THE TANG DYNASTY (continued).

Kaotsong to Tetsong.

KAOTSONG, Taitsong's son and successor, mounted the throne without opposition, and during a reign of more than thirty years he maintained at its height the great Empire formed by his father. In a strict sense this was not due to his own exertions, for early in his reign he gave himself up to the enjoyment of his ease, and entrusted to other hands the task of governing his people. No evil ensued from this abnegation of authority, because it fortunately happened that his representatives proved singularly capable in the administration of public affairs.
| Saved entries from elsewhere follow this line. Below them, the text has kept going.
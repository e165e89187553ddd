use std::time::Duration;
use tokio::time::sleep;
use tracing::{debug, warn};

/// Retry configuration with exponential backoff
#[derive(Debug, Clone)]
pub struct RetryConfig {
    /// Total attempts, including the first one
    pub max_attempts: u32,
    /// Initial delay before first retry
    pub initial_delay: Duration,
    /// Maximum delay between retries
    pub max_delay: Duration,
    /// Multiplier for exponential backoff (typically 2.0)
    pub backoff_multiplier: f64,
}

impl Default for RetryConfig {
    fn default() -> Self {
        Self {
            max_attempts: 3,
            initial_delay: Duration::from_millis(100),
            max_delay: Duration::from_secs(10),
            backoff_multiplier: 2.0,
        }
    }
}

impl RetryConfig {
    /// Defaults with a different attempt budget; at least one attempt is always made
    pub fn with_max_attempts(max_attempts: u32) -> Self {
        Self {
            max_attempts: max_attempts.max(1),
            ..Self::default()
        }
    }

    /// Calculate the delay for a given attempt number (0-indexed)
    pub fn calculate_delay(&self, attempt: u32) -> Duration {
        let delay_ms = (self.initial_delay.as_millis() as f64)
            * self.backoff_multiplier.powi(attempt as i32);

        if !delay_ms.is_finite() || delay_ms >= self.max_delay.as_millis() as f64 {
            return self.max_delay;
        }
        Duration::from_millis(delay_ms as u64)
    }
}

/// Execute an operation with retry logic and exponential backoff
///
/// Every error is treated as transient.
pub async fn retry_with_backoff<F, Fut, T, E>(
    operation_name: &str,
    config: &RetryConfig,
    operation: F,
) -> Result<T, E>
where
    F: FnMut() -> Fut,
    Fut: std::future::Future<Output = Result<T, E>>,
    E: std::fmt::Display,
{
    retry_with_backoff_if(operation_name, config, operation, |_| true).await
}

/// Like [`retry_with_backoff`], but gives up at once on errors `is_retryable` rejects
pub async fn retry_with_backoff_if<F, Fut, T, E, P>(
    operation_name: &str,
    config: &RetryConfig,
    mut operation: F,
    is_retryable: P,
) -> Result<T, E>
where
    F: FnMut() -> Fut,
    Fut: std::future::Future<Output = Result<T, E>>,
    E: std::fmt::Display,
    P: Fn(&E) -> bool,
{
    let max_attempts = config.max_attempts.max(1);
    let mut attempt = 0;

    loop {
        debug!(
            "Executing '{}' - attempt {}/{}",
            operation_name,
            attempt + 1,
            max_attempts
        );

        match operation().await {
            Ok(result) => {
                if attempt > 0 {
                    debug!(
                        "'{}' succeeded on attempt {}/{}",
                        operation_name,
                        attempt + 1,
                        max_attempts
                    );
                }
                return Ok(result);
            }
            Err(e) if !is_retryable(&e) => {
                debug!("'{}' failed permanently: {}", operation_name, e);
                return Err(e);
            }
            Err(e) => {
                warn!(
                    "'{}' failed on attempt {}/{}: {}",
                    operation_name,
                    attempt + 1,
                    max_attempts,
                    e
                );

                if attempt + 1 >= max_attempts {
                    return Err(e);
                }

                let delay = config.calculate_delay(attempt);
                debug!(
                    "Retrying '{}' after {:?} (exponential backoff)",
                    operation_name, delay
                );
                sleep(delay).await;
                attempt += 1;
            }
        }
    }
}
//! Central role over btleplug: scan, connect, write, receive notifications

use super::{ConnectedPeer, DeviceId, DiscoveredDevice, EventSink, InboundChunk, RadioPower};
use crate::error::{MeshError, MeshResult};
use crate::protocol::{
    usable_link_mtu, LINK_MTU_CHARACTERISTIC_UUID, MESH_SERVICE_UUID, NOTIFY_CHARACTERISTIC_UUID,
    WRITE_CHARACTERISTIC_UUID,
};
use crate::session::{PeerHandle, SessionId, SessionRole};
use btleplug::api::{
    Central, CentralEvent, CentralState, Characteristic, Manager as _, Peripheral as _,
    ScanFilter, WriteType,
};
use btleplug::platform::{Adapter, Manager, Peripheral, PeripheralId};
use dashmap::DashMap;
use futures::StreamExt;
use std::sync::Arc;
use tokio::sync::RwLock;
use tokio::task::JoinHandle;
use tracing::{debug, info, warn};

/// A connected peripheral and the task draining its notifications
struct CentralLink {
    peripheral: Peripheral,
    write_char: Characteristic,
    mtu: usize,
    notifications: JoinHandle<()>,
}

/// Cross-platform central role using btleplug
pub struct BtleplugCentral {
    adapter: Adapter,
    sink: EventSink,
    default_mtu: usize,

    /// Devices seen while scanning, so `connect` can resolve them
    discovered: Arc<DashMap<DeviceId, PeripheralId>>,

    /// Connected peripherals keyed by session handle
    links: Arc<DashMap<PeerHandle, CentralLink>>,

    scanning: Arc<RwLock<bool>>,
    event_pump: JoinHandle<()>,
}

fn handle_for(id: &PeripheralId) -> PeerHandle {
    PeerHandle::new(format!("{:?}", id))
}

fn device_for(id: &PeripheralId) -> DeviceId {
    DeviceId::new(format!("{:?}", id))
}

fn power_from(state: CentralState) -> RadioPower {
    match state {
        CentralState::PoweredOn => RadioPower::PoweredOn,
        CentralState::PoweredOff => RadioPower::PoweredOff,
        _ => RadioPower::Unknown,
    }
}

impl BtleplugCentral {
    /// Open the first adapter and start forwarding its events into `sink`
    pub async fn new(sink: EventSink, default_mtu: usize) -> MeshResult<Self> {
        debug!("Creating BLE manager and adapter");

        let manager = Manager::new()
            .await
            .map_err(|e| MeshError::RadioUnavailable(format!("Failed to create BLE manager: {}", e)))?;

        let adapter = manager
            .adapters()
            .await
            .map_err(|e| MeshError::RadioUnavailable(format!("Failed to get adapters: {}", e)))?
            .into_iter()
            .next()
            .ok_or_else(|| MeshError::RadioUnavailable("No BLE adapter found".to_string()))?;

        info!("BLE adapter initialized: {:?}", adapter.adapter_info().await);

        match adapter.adapter_state().await {
            Ok(state) => sink.set_power(power_from(state)),
            Err(e) => warn!("Could not read adapter state: {}", e),
        }

        let events = adapter
            .events()
            .await
            .map_err(|e| MeshError::RadioUnavailable(format!("Failed to subscribe to adapter events: {}", e)))?;

        let discovered = Arc::new(DashMap::new());
        let links = Arc::new(DashMap::new());
        let scanning = Arc::new(RwLock::new(false));

        let event_pump = tokio::spawn(pump_events(
            events,
            adapter.clone(),
            sink.clone(),
            Arc::clone(&discovered),
            Arc::clone(&links),
            Arc::clone(&scanning),
        ));

        Ok(Self {
            adapter,
            sink,
            default_mtu,
            discovered,
            links,
            scanning,
            event_pump,
        })
    }

    pub async fn start_scanning(&self) -> MeshResult<()> {
        let mut scanning = self.scanning.write().await;
        if *scanning {
            warn!("BLE scanning already active");
            return Ok(());
        }

        self.adapter
            .start_scan(ScanFilter {
                services: vec![MESH_SERVICE_UUID],
            })
            .await
            .map_err(|e| MeshError::AdapterError(format!("Failed to start scanning: {}", e)))?;

        *scanning = true;
        info!("BLE scanning started");
        Ok(())
    }

    pub async fn stop_scanning(&self) -> MeshResult<()> {
        let mut scanning = self.scanning.write().await;
        if !*scanning {
            debug!("BLE scanning not active");
            return Ok(());
        }

        self.adapter
            .stop_scan()
            .await
            .map_err(|e| MeshError::AdapterError(format!("Failed to stop scanning: {}", e)))?;

        *scanning = false;
        info!("BLE scanning stopped");
        Ok(())
    }

    pub async fn connect(&self, device: &DeviceId) -> MeshResult<ConnectedPeer> {
        info!("Connecting to device: {}", device);

        let peripheral_id = self
            .discovered
            .get(device)
            .map(|entry| entry.value().clone())
            .ok_or_else(|| MeshError::DeviceNotFound(device.to_string()))?;

        let peripheral = self
            .adapter
            .peripheral(&peripheral_id)
            .await
            .map_err(|e| MeshError::DeviceNotFound(format!("{}: {}", device, e)))?;

        let handle = handle_for(&peripheral_id);

        match self.open_link(&peripheral, handle.clone()).await {
            Ok(link) => {
                let mtu = link.mtu;
                if let Some(previous) = self.links.insert(handle.clone(), link) {
                    previous.notifications.abort();
                }
                info!("Connected to {} as {} (mtu {})", device, handle, mtu);
                Ok(ConnectedPeer { handle, mtu })
            }
            Err(e) => {
                // leave no half-open link behind
                if let Err(disconnect_err) = peripheral.disconnect().await {
                    debug!("Cleanup disconnect of {} failed: {}", device, disconnect_err);
                }
                Err(e)
            }
        }
    }

    async fn open_link(&self, peripheral: &Peripheral, handle: PeerHandle) -> MeshResult<CentralLink> {
        if !peripheral.is_connected().await.unwrap_or(false) {
            peripheral
                .connect()
                .await
                .map_err(|e| MeshError::ConnectionFailed(format!("Connect failed: {}", e)))?;
        }

        peripheral
            .discover_services()
            .await
            .map_err(|e| MeshError::ConnectionFailed(format!("Service discovery failed: {}", e)))?;

        let characteristics = peripheral.characteristics();
        let write_char = characteristics
            .iter()
            .find(|c| c.uuid == WRITE_CHARACTERISTIC_UUID)
            .cloned()
            .ok_or_else(|| MeshError::ConnectionFailed("Mesh write characteristic not found".to_string()))?;
        let notify_char = characteristics
            .iter()
            .find(|c| c.uuid == NOTIFY_CHARACTERISTIC_UUID)
            .cloned()
            .ok_or_else(|| MeshError::ConnectionFailed("Mesh notify characteristic not found".to_string()))?;

        let mtu = self
            .read_link_mtu(
                peripheral,
                characteristics
                    .iter()
                    .find(|c| c.uuid == LINK_MTU_CHARACTERISTIC_UUID),
            )
            .await;

        peripheral
            .subscribe(&notify_char)
            .await
            .map_err(|e| MeshError::ConnectionFailed(format!("Subscribe failed: {}", e)))?;

        let mut stream = peripheral
            .notifications()
            .await
            .map_err(|e| MeshError::ConnectionFailed(format!("Notification stream failed: {}", e)))?;

        let sink = self.sink.clone();
        let notifications = tokio::spawn(async move {
            while let Some(notification) = stream.next().await {
                if notification.uuid != NOTIFY_CHARACTERISTIC_UUID {
                    continue;
                }
                let chunk = InboundChunk {
                    handle: handle.clone(),
                    role: SessionRole::OutgoingCentral,
                    data: notification.value,
                    mtu,
                };
                if !sink.inbound(chunk).await {
                    break;
                }
            }
            debug!("Notification stream for {} ended", handle);
        });

        Ok(CentralLink {
            peripheral: peripheral.clone(),
            write_char,
            mtu,
            notifications,
        })
    }

    /// Chunk size the peer reports for this link, or the configured default
    async fn read_link_mtu(&self, peripheral: &Peripheral, characteristic: Option<&Characteristic>) -> usize {
        let Some(characteristic) = characteristic else {
            debug!("Peer has no link MTU characteristic; using {}", self.default_mtu);
            return self.default_mtu;
        };

        match peripheral.read(characteristic).await {
            Ok(value) => usable_link_mtu(&value).unwrap_or_else(|| {
                warn!("Unusable link MTU value {:?}; using {}", value, self.default_mtu);
                self.default_mtu
            }),
            Err(e) => {
                warn!("Reading link MTU failed: {}; using {}", e, self.default_mtu);
                self.default_mtu
            }
        }
    }

    pub async fn disconnect(&self, handle: &PeerHandle) -> MeshResult<()> {
        let Some((_, link)) = self.links.remove(handle) else {
            debug!("No central link for {}", handle);
            return Ok(());
        };

        link.notifications.abort();
        link.peripheral
            .disconnect()
            .await
            .map_err(|e| MeshError::ConnectionFailed(format!("Disconnect failed: {}", e)))?;

        info!("Disconnected from {}", handle);
        Ok(())
    }

    pub async fn write_chunk(&self, handle: &PeerHandle, chunk: &[u8]) -> MeshResult<()> {
        let (peripheral, write_char) = self
            .links
            .get(handle)
            .map(|link| (link.peripheral.clone(), link.write_char.clone()))
            .ok_or_else(|| MeshError::SessionNotFound(handle.to_string()))?;

        peripheral
            .write(&write_char, chunk, WriteType::WithoutResponse)
            .await
            .map_err(|e| MeshError::WriteFailed(format!("{}: {}", handle, e)))
    }

    pub async fn is_connected(&self, handle: &PeerHandle) -> bool {
        let Some(peripheral) = self.links.get(handle).map(|link| link.peripheral.clone()) else {
            return false;
        };
        peripheral.is_connected().await.unwrap_or(false)
    }
}

impl Drop for BtleplugCentral {
    fn drop(&mut self) {
        self.event_pump.abort();
        for link in self.links.iter() {
            link.notifications.abort();
        }
    }
}

async fn pump_events(
    mut events: std::pin::Pin<Box<dyn futures::Stream<Item = CentralEvent> + Send>>,
    adapter: Adapter,
    sink: EventSink,
    discovered: Arc<DashMap<DeviceId, PeripheralId>>,
    links: Arc<DashMap<PeerHandle, CentralLink>>,
    scanning: Arc<RwLock<bool>>,
) {
    while let Some(event) = events.next().await {
        match event {
            CentralEvent::DeviceDiscovered(id) => {
                if !*scanning.read().await {
                    continue;
                }

                let Ok(peripheral) = adapter.peripheral(&id).await else {
                    continue;
                };
                let properties = peripheral.properties().await.ok().flatten();

                let (local_name, rssi, advertises_mesh) = match &properties {
                    Some(props) => (
                        props.local_name.clone(),
                        props.rssi,
                        props.services.is_empty() || props.services.contains(&MESH_SERVICE_UUID),
                    ),
                    None => (None, None, true),
                };
                if !advertises_mesh {
                    continue;
                }

                let device_id = device_for(&id);
                discovered.insert(device_id.clone(), id);
                debug!("Discovered mesh device {} ({:?})", device_id, local_name);

                sink.discovered(DiscoveredDevice {
                    device_id,
                    local_name,
                    rssi,
                })
                .await;
            }
            CentralEvent::DeviceDisconnected(id) => {
                let handle = handle_for(&id);
                if let Some((_, link)) = links.remove(&handle) {
                    link.notifications.abort();
                    info!("Peripheral {} disconnected", handle);
                    sink.disconnected(SessionId::central(handle)).await;
                }
            }
            CentralEvent::StateUpdate(state) => {
                info!("BLE adapter state changed: {:?}", state);
                sink.set_power(power_from(state));
            }
            _ => {}
        }
    }

    warn!("BLE adapter event stream ended");
}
When Kaotsong had been five years on the throne he resolved to marry the Princess Chang or Wou, one of the widows of his father Taitsong. Princess Wou had retired into a Buddhist convent after the death of her first lord, and Kaotsong encountered the the strenuous opposition of his ministers when he announced his intention of bringing her out for the purpose of making her his Empress. Kaotsong was fully determined to have his own way in this matter, and, in A.D. 655, his lawful Empress was deposed to give place to the Princess Wou. Her first acts showed the ascendency she had already acquired over her lover, who soon became a mere tool in the hands of this ambitious woman. Distrusting the influence which the deposed Empress and another of the principal queens might still retain over the mind of Kaotsong, who had allotted these fallen stars apartments in the palace, Wou came to the conclusion

THE EMPRESS WOU.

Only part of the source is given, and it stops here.